In the case of an osteoma of the author of this chapter, Dr Oncul, the tumor was removed under general anesthesia. A 45-year-old male patient had complaint of habitual luxation which had been present for 5 years and asymmetry ( Figure 11 ). The tumor was resected via a pre-auricular access ( Figure 12 ), the mass was removed by performing a condylectomy, preserving the articular meniscus ( Figure 13 ). Microscopic examination showed a central nidus surrounded by a layer of dense cortical bone. The nidus consisted inconsiderable amount of interstitial connective tissue. No abnormal mitosis or malignancy findings were seen ( Figure 14 ) [48].

Figure 11.

Preoperative frontal view of the mandibular asymmetry.

Figure 12.

Intraoperative view of the condyle with the osteoma.

Figure 13.

Macroscopic view of the pathology.

Figure 14.

Histopathological aspect of the osteoma.

3.2. Osteoid osteoma

Osteoid osteoma is a benign bone-forming tumor characterized by small size, limited growth potential and disproportionate pain. Osteoid osteoma usually affects children and adolescents, although it is occasionally seen in older individuals. It is more common in males [2]. Osteoid osteoma is rarely described in TMJ [49].

The trio of complaints for osteoid osteoma of the jaw is pain, swelling and tenderness [50].

The most typical symptom of osteoid osteoma is spontaneous pain, usually responsive to non-steroidal anti-inflammatory drugs (NSAIDs). At first, the pain is light and discontinuous, but later becomes severe and constant [51].

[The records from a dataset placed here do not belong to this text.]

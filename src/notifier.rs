//! `Notifier`: a fire-and-forget sink for info/error/trade messages.
//!
//! Grounded on `utils/alerts.rs`'s `AlertManager` (webhook POST via
//! `reqwest`, best-effort `let _ = ...` send) and on
//! `notification/webhook.py`'s `Discord` class (separate info/error
//! channels, traceback folded into the error message).

use async_trait::async_trait;
use serde_json::json;

use crate::model::OrderSide;

/// Three message channels the core can address (SPEC_FULL.md §6.2). All
/// methods are provided with a logging default; a failing notifier must
/// never propagate into the sync loop, so implementations should swallow
/// their own transport errors.
#[async_trait]
pub trait Notifier: Send + Sync {
    async fn info(&self, message: &str) {
        log::info!("{message}");
    }

    async fn error(&self, message: &str) {
        log::error!("{message}");
    }

    async fn trade(&self, side: OrderSide, message: &str) {
        log::info!("[{side}] {message}");
    }
}

/// Sends to a Discord-style incoming webhook, one URL per channel (either
/// may be omitted to fall back to logging only).
pub struct WebhookNotifier {
    client: reqwest::Client,
    info_webhook: Option<String>,
    error_webhook: Option<String>,
}

impl WebhookNotifier {
    pub fn new(info_webhook: Option<String>, error_webhook: Option<String>) -> Self {
        Self {
            client: reqwest::Client::new(),
            info_webhook,
            error_webhook,
        }
    }

    async fn send(&self, webhook: &Option<String>, content: &str) {
        let Some(url) = webhook else { return };
        let body = json!({ "content": content });
        let _ = self.client.post(url).json(&body).send().await;
    }
}

#[async_trait]
impl Notifier for WebhookNotifier {
    async fn info(&self, message: &str) {
        log::info!("{message}");
        self.send(&self.info_webhook, message).await;
    }

    async fn error(&self, message: &str) {
        log::error!("{message}");
        self.send(&self.error_webhook, message).await;
    }

    async fn trade(&self, side: OrderSide, message: &str) {
        log::info!("[{side}] {message}");
        self.send(&self.info_webhook, &format!("[{side}] {message}")).await;
    }
}


#[cfg(test)]
mod tests {
    use super::mock::MockNotifier;
    use super::*;

    #[tokio::test]
    async fn mock_notifier_records_every_channel() {
        let n = MockNotifier::new();
        n.info("hello").await;
        n.error("oops").await;
        n.trade(OrderSide::Buy, "filled").await;

        assert_eq!(n.infos.lock().await.len(), 1);
        assert_eq!(n.errors.lock().await.len(), 1);
        assert_eq!(n.trades.lock().await.len(), 1);
    }

    #[tokio::test]
    async fn webhook_notifier_without_urls_does_not_panic() {
        let n = WebhookNotifier::new(None, None);
        n.info("hello").await;
        n.error("oops").await;
    }
}
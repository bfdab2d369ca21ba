use std::sync::Once;

/// Initializes tracing output for tests; safe to call repeatedly.
pub(crate) fn setup_tracing() {
    static ONCE: Once = Once::new();
    ONCE.call_once(|| {
        let _ = tracing_subscriber::fmt()
            .with_env_filter(
                tracing_subscriber::EnvFilter::try_from_default_env()
                    .unwrap_or_else(|_| tracing_subscriber::EnvFilter::new("warn")),
            )
            .with_test_writer()
            .try_init();
    });
}
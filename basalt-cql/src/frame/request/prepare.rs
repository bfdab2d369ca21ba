use crate::frame::frame_errors::ParseError;
use crate::frame::request::{RequestOpcode, SerializableRequest};
use crate::frame::types;
use crate::frame::ProtocolVersion;

/// PREPARE - asks the server to prepare a statement for later EXECUTE.
pub struct Prepare<'a> {
    pub query: &'a str,
}

impl SerializableRequest for Prepare<'_> {
    const OPCODE: RequestOpcode = RequestOpcode::Prepare;

    fn serialize(&self, _version: ProtocolVersion, buf: &mut Vec<u8>) -> Result<(), ParseError> {
        types::write_long_string(self.query, buf)
    }
}
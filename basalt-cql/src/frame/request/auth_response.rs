use crate::frame::frame_errors::ParseError;
use crate::frame::request::{RequestOpcode, SerializableRequest};
use crate::frame::types::write_bytes_opt;
use crate::frame::ProtocolVersion;

/// AUTH_RESPONSE - answers a server authentication challenge with a SASL
/// token.
pub struct AuthResponse {
    pub response: Option<Vec<u8>>,
}

impl SerializableRequest for AuthResponse {
    const OPCODE: RequestOpcode = RequestOpcode::AuthResponse;

    fn serialize(&self, _version: ProtocolVersion, buf: &mut Vec<u8>) -> Result<(), ParseError> {
        write_bytes_opt(self.response.as_ref(), buf)
    }
}
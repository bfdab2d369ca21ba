//! The session and its builder.

pub mod session;
pub mod session_builder;

#[cfg(test)]
mod session_test;

pub use session::{Session, SessionConfig};
pub use session_builder::SessionBuilder;
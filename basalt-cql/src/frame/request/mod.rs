//! Requests sent by the client.

pub mod auth_response;
pub mod batch;
pub mod execute;
pub mod options;
pub mod prepare;
pub mod query;
pub mod register;
pub mod startup;

use bytes::Bytes;

use super::frame_errors::ParseError;
use super::ProtocolVersion;

pub use auth_response::AuthResponse;
pub use batch::Batch;
pub use execute::Execute;
pub use options::Options;
pub use prepare::Prepare;
pub use query::Query;
pub use register::Register;
pub use startup::Startup;

/// Opcode of a request frame.
#[derive(Debug, Copy, Clone, PartialEq, Eq, PartialOrd, Ord)]
#[repr(u8)]
pub enum RequestOpcode {
    Startup = 0x01,
    Options = 0x05,
    Query = 0x07,
    Prepare = 0x09,
    Execute = 0x0A,
    Register = 0x0B,
    Batch = 0x0D,
    AuthResponse = 0x0F,
}

/// Requests that can be serialized into a frame body.
pub trait SerializableRequest {
    const OPCODE: RequestOpcode;

    fn serialize(&self, version: ProtocolVersion, buf: &mut Vec<u8>) -> Result<(), ParseError>;

    fn to_bytes(&self, version: ProtocolVersion) -> Result<Bytes, ParseError> {
        let mut v = Vec::new();
        self.serialize(version, &mut v)?;
        Ok(v.into())
    }
}

/// Requests that can be read back from a frame body.
///
/// The driver never deserializes requests on its own behalf; this exists so
/// tests can assert that serialized frames carry the intended parameters.
pub trait DeserializableRequest: SerializableRequest + Sized {
    fn deserialize(version: ProtocolVersion, buf: &mut &[u8]) -> Result<Self, ParseError>;
}
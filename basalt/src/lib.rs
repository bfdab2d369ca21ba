//! Async Rust driver for the Basalt wide-column database, speaking the CQL
//! binary protocol (v2 through v4) over TCP.
//!
//! # Driver overview
//!
//! All driver activity revolves around the [Session]: it owns a pool of
//! multiplexed connections per cluster node, keeps a live view of topology
//! and token ownership through a dedicated control connection, and routes
//! every request to a suitable replica under pluggable load-balancing,
//! retry, reconnection and speculative-execution policies.
//!
//! ### Connecting
//!
//! A `Session` is created by specifying a few known nodes and connecting:
//!
//! ```rust,no_run
//! use basalt::{Session, SessionBuilder};
//! use std::error::Error;
//!
//! #[tokio::main]
//! async fn main() -> Result<(), Box<dyn Error>> {
//!     let session: Session = SessionBuilder::new()
//!         .known_node("127.0.0.1:9042")
//!         .known_node("1.2.3.4:9876")
//!         .build()
//!         .await?;
//!
//!     Ok(())
//! }
//! ```
//!
//! ### Making requests
//!
//! The session executes unprepared statements, prepared statements and
//! batches; bound values are usually passed as a tuple:
//!
//! ```rust,no_run
//! # use basalt::Session;
//! # use std::error::Error;
//! # async fn example(session: &Session) -> Result<(), Box<dyn Error>> {
//! session
//!     .query("INSERT INTO ks.tab (a, b) VALUES (?, ?)", (2_i32, "text"))
//!     .await?;
//!
//! let prepared = session.prepare("SELECT a, b FROM ks.tab WHERE a = ?").await?;
//! let result = session.execute(&prepared, (2_i32,)).await?;
//! # Ok(())
//! # }
//! ```

pub mod authentication;
pub mod client;
pub mod cluster;
pub mod errors;
pub mod network;
pub mod policies;
pub mod response;
pub mod routing;
pub mod statement;

mod utils;

pub use client::{Session, SessionBuilder, SessionConfig};
pub use errors::{NewSessionError, QueryError};
pub use network::{Compression, PoolSize};
pub use response::QueryResult;
pub use statement::batch::Batch;
pub use statement::prepared::PreparedStatement;
pub use statement::query::Query;

pub use basalt_cql::frame::value::{MaybeUnset, Unset, ValueList};
pub use basalt_cql::frame::ProtocolVersion;
pub use basalt_cql::{Consistency, SerialConsistency};
//! CQL binary protocol layer of the basalt driver.
//!
//! This crate implements the wire format only: frame headers for protocol
//! versions 2 through 4, request and response bodies, the server error
//! taxonomy and serialization of bound values. Everything that involves
//! sockets, pools or policies lives in the `basalt` crate.

pub mod errors;
pub mod frame;

pub use crate::errors::DbError;
pub use crate::frame::types::Consistency;
pub use crate::frame::types::SerialConsistency;
pub use crate::frame::ProtocolVersion;
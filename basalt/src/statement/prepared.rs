use bytes::Bytes;

use super::StatementConfig;
use crate::errors::{BadQuery, QueryError};
use crate::routing::partitioner::{calculate_token_for_partition_key, PartitionerName};
use crate::routing::{RoutingInfo, Token};
use basalt_cql::frame::response::result::PreparedMetadata;
use basalt_cql::frame::types::{Consistency, SerialConsistency};
use basalt_cql::frame::value::SerializedValues;

/// A statement prepared on the server, identified by the id returned from
/// PREPARE.
///
/// Knows its bind markers and partition key indexes, so executing it with
/// bound values yields a routing token and lets the token-aware policy
/// target replicas directly.
#[derive(Debug, Clone)]
pub struct PreparedStatement {
    id: Bytes,
    statement: String,
    metadata: PreparedMetadata,
    partitioner_name: PartitionerName,
    /// The keyspace the statement operates on, from the prepared metadata.
    keyspace_name: Option<String>,
    pub config: StatementConfig,
}

impl PreparedStatement {
    pub(crate) fn new(
        id: Bytes,
        statement: String,
        metadata: PreparedMetadata,
        partitioner_name: PartitionerName,
        config: StatementConfig,
    ) -> Self {
        let keyspace_name = metadata
            .col_specs
            .first()
            .map(|spec| spec.table_spec.ks_name.clone());
        Self {
            id,
            statement,
            metadata,
            partitioner_name,
            keyspace_name,
            config,
        }
    }

    pub fn get_id(&self) -> &Bytes {
        &self.id
    }

    pub(crate) fn set_id(&mut self, id: Bytes) {
        self.id = id;
    }

    /// The partitioner is a cluster-wide property from `system.local`; the
    /// session patches it in after preparing.
    pub(crate) fn set_partitioner_name(&mut self, partitioner_name: PartitionerName) {
        self.partitioner_name = partitioner_name;
    }

    pub fn get_statement(&self) -> &str {
        &self.statement
    }

    pub fn get_keyspace_name(&self) -> Option<&str> {
        self.keyspace_name.as_deref()
    }

    pub fn get_prepared_metadata(&self) -> &PreparedMetadata {
        &self.metadata
    }

    pub fn get_partitioner_name(&self) -> &PartitionerName {
        &self.partitioner_name
    }

    pub fn set_consistency(&mut self, consistency: Consistency) {
        self.config.consistency = Some(consistency);
    }

    pub fn set_serial_consistency(&mut self, serial_consistency: Option<SerialConsistency>) {
        self.config.serial_consistency = serial_consistency;
    }

    pub fn set_is_idempotent(&mut self, is_idempotent: bool) {
        self.config.is_idempotent = is_idempotent;
    }

    pub fn set_page_size(&mut self, page_size: i32) {
        self.config.page_size = Some(page_size);
    }

    pub fn set_tracing(&mut self, tracing: bool) {
        self.config.tracing = tracing;
    }

    /// Extracts the serialized partition key from the bound values, in
    /// partition key order.
    ///
    /// Returns None when the statement has no partition key markers (the
    /// server could not determine the key, e.g. for multi-table or
    /// non-data statements).
    pub(crate) fn extract_partition_key(
        &self,
        bound_values: &SerializedValues,
    ) -> Result<Option<SerializedValues>, QueryError> {
        if self.metadata.pk_indexes.is_empty() {
            return Ok(None);
        }

        let values: Vec<_> = bound_values.iter().collect();
        let mut partition_key = SerializedValues::new();
        for pk_index in &self.metadata.pk_indexes {
            let value = values.get(*pk_index as usize).ok_or_else(|| {
                QueryError::BadQuery(BadQuery::ValueLenMismatch(
                    self.metadata.col_count,
                    bound_values.element_count() as usize,
                ))
            })?;
            partition_key
                .add_raw_value(*value)
                .map_err(BadQuery::SerializeValuesError)?;
        }
        Ok(Some(partition_key))
    }

    /// Computes the routing token for the given bound values.
    pub fn calculate_token(
        &self,
        bound_values: &SerializedValues,
    ) -> Result<Option<Token>, QueryError> {
        let partition_key = match self.extract_partition_key(bound_values)? {
            Some(partition_key) => partition_key,
            None => return Ok(None),
        };

        calculate_token_for_partition_key(&partition_key, &self.partitioner_name)
            .map(Some)
            .map_err(|err| QueryError::BadQuery(BadQuery::Other(err.to_string())))
    }

    /// Routing information consumed by token-aware load balancing.
    pub(crate) fn routing_info(
        &self,
        bound_values: &SerializedValues,
    ) -> Result<RoutingInfo, QueryError> {
        Ok(RoutingInfo {
            token: self.calculate_token(bound_values)?,
            keyspace: self.keyspace_name.clone(),
        })
    }
}

#[cfg(test)]
mod tests {
    use super::*;
    use crate::routing::partitioner::{Murmur3Partitioner, Partitioner};
    use basalt_cql::frame::response::result::{
        ColumnSpec, ColumnType, PreparedMetadata, TableSpec,
    };

    fn metadata_with_pk_indexes(pk_indexes: Vec<u16>, col_count: usize) -> PreparedMetadata {
        let col_specs = (0..col_count)
            .map(|i| ColumnSpec {
                table_spec: TableSpec {
                    ks_name: "ks".to_string(),
                    table_name: "tab".to_string(),
                },
                name: format!("col{}", i),
                typ: ColumnType::Blob,
            })
            .collect();
        PreparedMetadata {
            flags: 0,
            col_count,
            pk_indexes,
            col_specs,
        }
    }

    fn prepared_with(pk_indexes: Vec<u16>, col_count: usize) -> PreparedStatement {
        PreparedStatement::new(
            Bytes::from_static(b"id"),
            "INSERT INTO ks.tab (a, b) VALUES (?, ?)".to_string(),
            metadata_with_pk_indexes(pk_indexes, col_count),
            PartitionerName::Murmur3,
            StatementConfig::default(),
        )
    }

    #[test]
    fn token_of_single_column_key() {
        let prepared = prepared_with(vec![0], 2);

        let mut values = SerializedValues::new();
        values.add_value(&"foo").unwrap();
        values.add_value(&42).unwrap();

        let token = prepared.calculate_token(&values).unwrap().unwrap();
        assert_eq!(token, Murmur3Partitioner.hash_one(b"foo"));
    }

    #[test]
    fn token_follows_pk_index_order() {
        // Partition key is (col1, col0): values must be hashed in that
        // order, not bind-marker order.
        let prepared = prepared_with(vec![1, 0], 2);

        let mut values = SerializedValues::new();
        values.add_value(&"second").unwrap();
        values.add_value(&"first").unwrap();

        let token = prepared.calculate_token(&values).unwrap().unwrap();

        let composite = b"\x00\x05first\x00\x00\x06second\x00";
        assert_eq!(token, Murmur3Partitioner.hash_one(composite));
    }

    #[test]
    fn no_pk_indexes_no_token() {
        let prepared = prepared_with(vec![], 2);
        let values = SerializedValues::new();
        assert!(prepared.calculate_token(&values).unwrap().is_none());
    }

    #[test]
    fn missing_pk_value_is_an_error() {
        let prepared = prepared_with(vec![1], 2);
        let mut values = SerializedValues::new();
        values.add_value(&"only one").unwrap();

        assert!(prepared.calculate_token(&values).is_err());
    }

    #[test]
    fn keyspace_comes_from_metadata() {
        let prepared = prepared_with(vec![0], 1);
        assert_eq!(prepared.get_keyspace_name(), Some("ks"));
    }
}
/// CQL type of a single column, as carried in result metadata.
#[derive(Debug, Clone, PartialEq, Eq)]
pub enum ColumnType {
    Custom(String),
    Ascii,
    Boolean,
    Blob,
    Counter,
    Date,
    Double,
    Float,
    Int,
    BigInt,
    Text,
    Timestamp,
    Inet,
    SmallInt,
    TinyInt,
    Time,
    Timeuuid,
    Uuid,
    List(Box<ColumnType>),
    Map(Box<ColumnType>, Box<ColumnType>),
    Set(Box<ColumnType>),
    Tuple(Vec<ColumnType>),
}

/// A single deserialized column value.
///
/// Only the types the session layer itself consumes are covered; exotic
/// types (varint, decimal, duration, UDT values) fail deserialization with
/// `TypeNotImplemented`.
#[derive(Debug, Clone, PartialEq)]
pub enum CqlValue {
    Ascii(String),
    Boolean(bool),
    Blob(Vec<u8>),
    Counter(Counter),
    Date(CqlDate),
    Double(f64),
    Empty,
    Float(f32),
    Int(i32),
    BigInt(i64),
    Text(String),
    Timestamp(CqlTimestamp),
    Inet(IpAddr),
    SmallInt(i16),
    TinyInt(i8),
    Time(CqlTime),
    Timeuuid(Uuid),
    Uuid(Uuid),
    List(Vec<CqlValue>),
    Map(Vec<(CqlValue, CqlValue)>),
    Set(Vec<CqlValue>),
    Tuple(Vec<Option<CqlValue>>),
}
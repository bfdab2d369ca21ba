use crate::frame::frame_errors::ParseError;
use crate::frame::request::{RequestOpcode, SerializableRequest};
use crate::frame::ProtocolVersion;

/// OPTIONS - asks the server which STARTUP options it supports. Also used
/// as the connection heartbeat, since its body is empty and it is always
/// allowed.
pub struct Options;

impl SerializableRequest for Options {
    const OPCODE: RequestOpcode = RequestOpcode::Options;

    fn serialize(&self, _version: ProtocolVersion, _buf: &mut Vec<u8>) -> Result<(), ParseError> {
        Ok(())
    }
}
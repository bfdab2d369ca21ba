use crate::frame::frame_errors::ParseError;
use crate::frame::request::query::QueryParameters;
use crate::frame::request::{DeserializableRequest, RequestOpcode, SerializableRequest};
use crate::frame::types;
use crate::frame::ProtocolVersion;
use bytes::Bytes;

/// EXECUTE - runs a previously prepared statement, identified by the id
/// the server returned from PREPARE.
#[cfg_attr(test, derive(Debug, PartialEq, Eq))]
pub struct Execute<'a> {
    pub id: Bytes,
    pub parameters: QueryParameters<'a>,
}

impl SerializableRequest for Execute<'_> {
    const OPCODE: RequestOpcode = RequestOpcode::Execute;

    fn serialize(&self, version: ProtocolVersion, buf: &mut Vec<u8>) -> Result<(), ParseError> {
        types::write_short_bytes(&self.id[..], buf)?;
        self.parameters.serialize(version, buf)?;
        Ok(())
    }
}

impl DeserializableRequest for Execute<'_> {
    fn deserialize(version: ProtocolVersion, buf: &mut &[u8]) -> Result<Self, ParseError> {
        let id = types::read_short_bytes(buf)?.to_vec().into();
        let parameters = QueryParameters::deserialize(version, buf)?;

        Ok(Self { id, parameters })
    }
}
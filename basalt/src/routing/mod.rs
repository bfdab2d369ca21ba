//! Token-ring routing: tokens, partitioners and replica location.

pub mod locator;
pub mod partitioner;
pub mod ring;

use std::num::ParseIntError;
use std::str::FromStr;

pub use locator::ReplicaLocator;
pub use ring::TokenRing;

/// A position on the token ring.
#[derive(Eq, PartialEq, Hash, PartialOrd, Ord, Clone, Copy)]
pub struct Token {
    value: i64,
}

impl Token {
    /// A token that is never produced by a partitioner.
    pub const INVALID: Token = Token { value: i64::MIN };

    pub fn new(value: i64) -> Self {
        Self { value }
    }

    pub fn value(&self) -> i64 {
        self.value
    }
}

impl std::fmt::Debug for Token {
    fn fmt(&self, f: &mut std::fmt::Formatter<'_>) -> std::fmt::Result {
        write!(f, "Token({})", self.value)
    }
}

impl FromStr for Token {
    type Err = ParseIntError;

    fn from_str(s: &str) -> Result<Self, ParseIntError> {
        Ok(Token::new(s.parse::<i64>()?))
    }
}

/// Routing information of a single request, consumed by token-aware load
/// balancing.
#[derive(Debug, Clone, Default)]
pub struct RoutingInfo {
    pub token: Option<Token>,
    pub keyspace: Option<String>,
}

A characteristic radiographic finding is ‘nidus’, which represents a small, round, clear, non-calcified, well-demarcated radiolucency in the subjacent cortex surrounded by sclerotic bone, not larger than 2 cm [3]. CT and cone beam computed tomography (CBCT) are superior to MRI in diagnosing and precisely localizing these bone tumors in TMJ [46, 50].

The differential diagnosis of osteoid osteoma is established which includes bone island/solitary enostosis, intracortical bone abscess (Brodie abscess), sclerosing forms of osteomyelitis and early diagnosis of osteosarcoma or osteoblastoma, fibroma or fibrous dysplasia [14, 51].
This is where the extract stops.